- _What the task requires_
Exactly the lines from the opening of the records through the line containing "both call it." should be copied, with both included.
════════════════
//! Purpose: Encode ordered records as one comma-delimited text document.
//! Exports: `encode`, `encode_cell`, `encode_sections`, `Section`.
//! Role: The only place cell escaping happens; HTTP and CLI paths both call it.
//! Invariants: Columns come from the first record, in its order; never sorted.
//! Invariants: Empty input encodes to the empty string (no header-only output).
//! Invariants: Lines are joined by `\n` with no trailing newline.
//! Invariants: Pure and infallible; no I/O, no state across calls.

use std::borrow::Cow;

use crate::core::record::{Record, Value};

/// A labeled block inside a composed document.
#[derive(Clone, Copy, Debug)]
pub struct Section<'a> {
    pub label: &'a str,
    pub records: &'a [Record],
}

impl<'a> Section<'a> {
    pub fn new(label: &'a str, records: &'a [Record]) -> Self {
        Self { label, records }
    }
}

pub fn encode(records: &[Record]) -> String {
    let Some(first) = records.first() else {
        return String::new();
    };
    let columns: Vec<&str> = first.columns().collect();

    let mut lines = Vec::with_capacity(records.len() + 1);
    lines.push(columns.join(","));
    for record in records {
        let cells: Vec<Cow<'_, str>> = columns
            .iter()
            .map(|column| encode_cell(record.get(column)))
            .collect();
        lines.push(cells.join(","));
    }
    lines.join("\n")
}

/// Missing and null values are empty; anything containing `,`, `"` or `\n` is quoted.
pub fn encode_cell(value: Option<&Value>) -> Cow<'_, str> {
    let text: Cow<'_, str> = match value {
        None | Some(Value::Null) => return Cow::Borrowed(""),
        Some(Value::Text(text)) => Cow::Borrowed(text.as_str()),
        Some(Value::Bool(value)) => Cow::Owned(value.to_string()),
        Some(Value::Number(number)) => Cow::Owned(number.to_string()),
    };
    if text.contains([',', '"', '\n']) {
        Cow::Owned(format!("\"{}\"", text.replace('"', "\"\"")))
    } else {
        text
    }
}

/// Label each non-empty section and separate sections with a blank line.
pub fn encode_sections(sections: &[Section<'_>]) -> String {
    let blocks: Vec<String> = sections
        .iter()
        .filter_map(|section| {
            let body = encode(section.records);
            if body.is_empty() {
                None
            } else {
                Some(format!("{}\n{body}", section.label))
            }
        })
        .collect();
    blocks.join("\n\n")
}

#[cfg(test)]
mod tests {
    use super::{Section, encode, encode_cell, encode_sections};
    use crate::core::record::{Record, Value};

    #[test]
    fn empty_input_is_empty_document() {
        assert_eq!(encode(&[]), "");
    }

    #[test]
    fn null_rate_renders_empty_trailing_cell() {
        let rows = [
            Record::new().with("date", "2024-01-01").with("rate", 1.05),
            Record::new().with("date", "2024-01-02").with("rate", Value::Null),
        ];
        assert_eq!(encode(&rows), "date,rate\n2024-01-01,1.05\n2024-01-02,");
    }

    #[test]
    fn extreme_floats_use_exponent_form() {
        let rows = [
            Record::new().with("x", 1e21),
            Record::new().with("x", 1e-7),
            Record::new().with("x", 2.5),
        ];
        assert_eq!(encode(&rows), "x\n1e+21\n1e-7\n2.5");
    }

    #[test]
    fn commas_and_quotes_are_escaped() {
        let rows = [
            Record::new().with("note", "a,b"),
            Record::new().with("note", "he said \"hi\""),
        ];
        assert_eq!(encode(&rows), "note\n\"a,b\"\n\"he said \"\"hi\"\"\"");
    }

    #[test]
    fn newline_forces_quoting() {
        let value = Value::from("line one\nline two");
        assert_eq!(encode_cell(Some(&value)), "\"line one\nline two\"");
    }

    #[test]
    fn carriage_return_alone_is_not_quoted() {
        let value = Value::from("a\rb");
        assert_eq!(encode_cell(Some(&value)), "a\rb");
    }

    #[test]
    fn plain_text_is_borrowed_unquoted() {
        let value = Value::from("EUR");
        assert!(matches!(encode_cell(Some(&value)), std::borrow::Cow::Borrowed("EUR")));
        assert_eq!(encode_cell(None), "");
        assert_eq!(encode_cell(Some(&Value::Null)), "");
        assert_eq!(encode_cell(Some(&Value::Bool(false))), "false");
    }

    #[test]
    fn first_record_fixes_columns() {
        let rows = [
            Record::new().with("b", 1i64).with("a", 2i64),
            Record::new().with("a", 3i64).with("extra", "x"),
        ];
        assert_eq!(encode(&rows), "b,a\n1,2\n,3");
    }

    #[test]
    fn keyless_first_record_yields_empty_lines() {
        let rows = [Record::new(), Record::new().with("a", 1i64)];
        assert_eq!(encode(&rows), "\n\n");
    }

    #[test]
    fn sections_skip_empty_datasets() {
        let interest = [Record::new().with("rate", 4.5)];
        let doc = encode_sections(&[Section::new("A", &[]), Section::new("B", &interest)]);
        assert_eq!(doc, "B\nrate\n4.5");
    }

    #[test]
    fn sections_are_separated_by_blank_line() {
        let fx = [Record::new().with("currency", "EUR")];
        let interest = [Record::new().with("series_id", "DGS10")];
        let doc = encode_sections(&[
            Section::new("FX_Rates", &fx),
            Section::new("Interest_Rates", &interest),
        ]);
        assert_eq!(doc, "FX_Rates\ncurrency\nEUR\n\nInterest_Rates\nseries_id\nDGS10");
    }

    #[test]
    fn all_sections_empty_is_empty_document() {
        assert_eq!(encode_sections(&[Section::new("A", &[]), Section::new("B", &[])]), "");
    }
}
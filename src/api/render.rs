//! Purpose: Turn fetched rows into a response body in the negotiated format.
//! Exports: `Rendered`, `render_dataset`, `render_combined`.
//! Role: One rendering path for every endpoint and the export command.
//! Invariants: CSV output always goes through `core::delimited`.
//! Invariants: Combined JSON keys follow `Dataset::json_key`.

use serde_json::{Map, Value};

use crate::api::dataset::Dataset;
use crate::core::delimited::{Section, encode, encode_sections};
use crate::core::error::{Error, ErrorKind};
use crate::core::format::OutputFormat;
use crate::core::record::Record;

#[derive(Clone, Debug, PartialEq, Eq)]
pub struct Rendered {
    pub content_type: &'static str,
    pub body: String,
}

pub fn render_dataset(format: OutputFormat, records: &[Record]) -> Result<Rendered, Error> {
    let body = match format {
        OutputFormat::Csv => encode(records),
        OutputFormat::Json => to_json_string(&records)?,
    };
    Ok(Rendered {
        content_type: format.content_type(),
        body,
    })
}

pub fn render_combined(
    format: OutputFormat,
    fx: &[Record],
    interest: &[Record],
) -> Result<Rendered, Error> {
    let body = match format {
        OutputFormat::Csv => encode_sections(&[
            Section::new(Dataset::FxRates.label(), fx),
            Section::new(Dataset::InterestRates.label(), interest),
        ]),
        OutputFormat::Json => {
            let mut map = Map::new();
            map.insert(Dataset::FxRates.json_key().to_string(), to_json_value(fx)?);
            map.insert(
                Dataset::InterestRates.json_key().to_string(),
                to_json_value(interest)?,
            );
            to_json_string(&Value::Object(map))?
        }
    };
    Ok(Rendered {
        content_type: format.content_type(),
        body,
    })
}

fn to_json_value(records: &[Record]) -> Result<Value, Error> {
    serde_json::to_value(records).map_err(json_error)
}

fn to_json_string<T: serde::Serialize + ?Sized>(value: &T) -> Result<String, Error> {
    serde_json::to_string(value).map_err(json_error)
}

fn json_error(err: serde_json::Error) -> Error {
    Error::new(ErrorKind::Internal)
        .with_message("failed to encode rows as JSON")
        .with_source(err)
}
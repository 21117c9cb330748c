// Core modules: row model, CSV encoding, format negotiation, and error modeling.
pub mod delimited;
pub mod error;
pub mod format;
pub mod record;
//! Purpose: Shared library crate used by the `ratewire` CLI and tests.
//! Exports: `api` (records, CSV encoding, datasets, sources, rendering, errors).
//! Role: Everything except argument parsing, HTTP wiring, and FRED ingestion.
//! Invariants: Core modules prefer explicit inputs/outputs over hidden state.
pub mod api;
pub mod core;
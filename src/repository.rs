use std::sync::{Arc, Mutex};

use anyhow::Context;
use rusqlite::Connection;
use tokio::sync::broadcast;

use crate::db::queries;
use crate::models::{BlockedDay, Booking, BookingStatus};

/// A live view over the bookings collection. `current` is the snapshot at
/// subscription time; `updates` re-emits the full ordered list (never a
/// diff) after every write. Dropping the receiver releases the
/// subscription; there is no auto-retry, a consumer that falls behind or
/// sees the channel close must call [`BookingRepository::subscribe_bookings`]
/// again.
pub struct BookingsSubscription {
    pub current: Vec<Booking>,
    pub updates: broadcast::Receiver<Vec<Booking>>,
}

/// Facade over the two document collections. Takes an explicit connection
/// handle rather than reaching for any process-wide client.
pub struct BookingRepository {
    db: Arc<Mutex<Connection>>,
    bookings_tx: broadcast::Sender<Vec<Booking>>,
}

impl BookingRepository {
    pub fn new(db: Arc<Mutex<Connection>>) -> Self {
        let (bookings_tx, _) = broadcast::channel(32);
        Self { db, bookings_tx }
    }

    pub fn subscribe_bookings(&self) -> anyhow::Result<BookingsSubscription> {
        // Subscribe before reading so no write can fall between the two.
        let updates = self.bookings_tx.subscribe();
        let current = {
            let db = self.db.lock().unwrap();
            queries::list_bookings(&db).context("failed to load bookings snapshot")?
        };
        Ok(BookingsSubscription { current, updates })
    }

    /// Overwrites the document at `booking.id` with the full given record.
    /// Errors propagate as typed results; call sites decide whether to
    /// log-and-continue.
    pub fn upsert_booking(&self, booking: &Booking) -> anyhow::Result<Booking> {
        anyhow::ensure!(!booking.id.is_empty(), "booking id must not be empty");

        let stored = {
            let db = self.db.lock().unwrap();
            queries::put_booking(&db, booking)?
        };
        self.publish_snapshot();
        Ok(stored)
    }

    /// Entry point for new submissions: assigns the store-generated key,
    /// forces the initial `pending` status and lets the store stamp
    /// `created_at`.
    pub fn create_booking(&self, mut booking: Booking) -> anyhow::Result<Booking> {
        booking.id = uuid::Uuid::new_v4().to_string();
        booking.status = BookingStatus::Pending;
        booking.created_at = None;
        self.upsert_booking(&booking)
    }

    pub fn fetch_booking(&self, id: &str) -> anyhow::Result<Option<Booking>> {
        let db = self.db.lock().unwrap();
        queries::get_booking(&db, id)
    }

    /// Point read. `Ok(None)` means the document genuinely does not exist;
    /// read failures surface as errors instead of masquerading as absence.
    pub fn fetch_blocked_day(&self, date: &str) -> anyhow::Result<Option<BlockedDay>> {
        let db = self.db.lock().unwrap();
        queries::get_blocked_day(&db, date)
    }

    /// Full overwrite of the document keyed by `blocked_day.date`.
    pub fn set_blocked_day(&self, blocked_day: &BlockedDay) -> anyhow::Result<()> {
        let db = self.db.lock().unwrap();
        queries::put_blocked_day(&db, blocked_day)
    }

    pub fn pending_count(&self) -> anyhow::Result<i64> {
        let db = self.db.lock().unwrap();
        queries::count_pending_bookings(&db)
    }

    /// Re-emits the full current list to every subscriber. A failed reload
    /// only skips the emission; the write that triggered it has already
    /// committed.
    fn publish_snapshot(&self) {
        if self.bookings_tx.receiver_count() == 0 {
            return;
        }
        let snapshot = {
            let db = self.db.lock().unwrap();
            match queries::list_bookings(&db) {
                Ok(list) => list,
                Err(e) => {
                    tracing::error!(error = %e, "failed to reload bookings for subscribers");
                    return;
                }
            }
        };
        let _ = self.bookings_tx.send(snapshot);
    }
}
════════════════
- _Response area_
//! Purpose: Encode ordered records as one comma-delimited text document.
//! Exports: `encode`, `encode_cell`, `encode_sections`, `Section`.
//! Role: The only place cell escaping happens; HTTP and CLI paths both call it.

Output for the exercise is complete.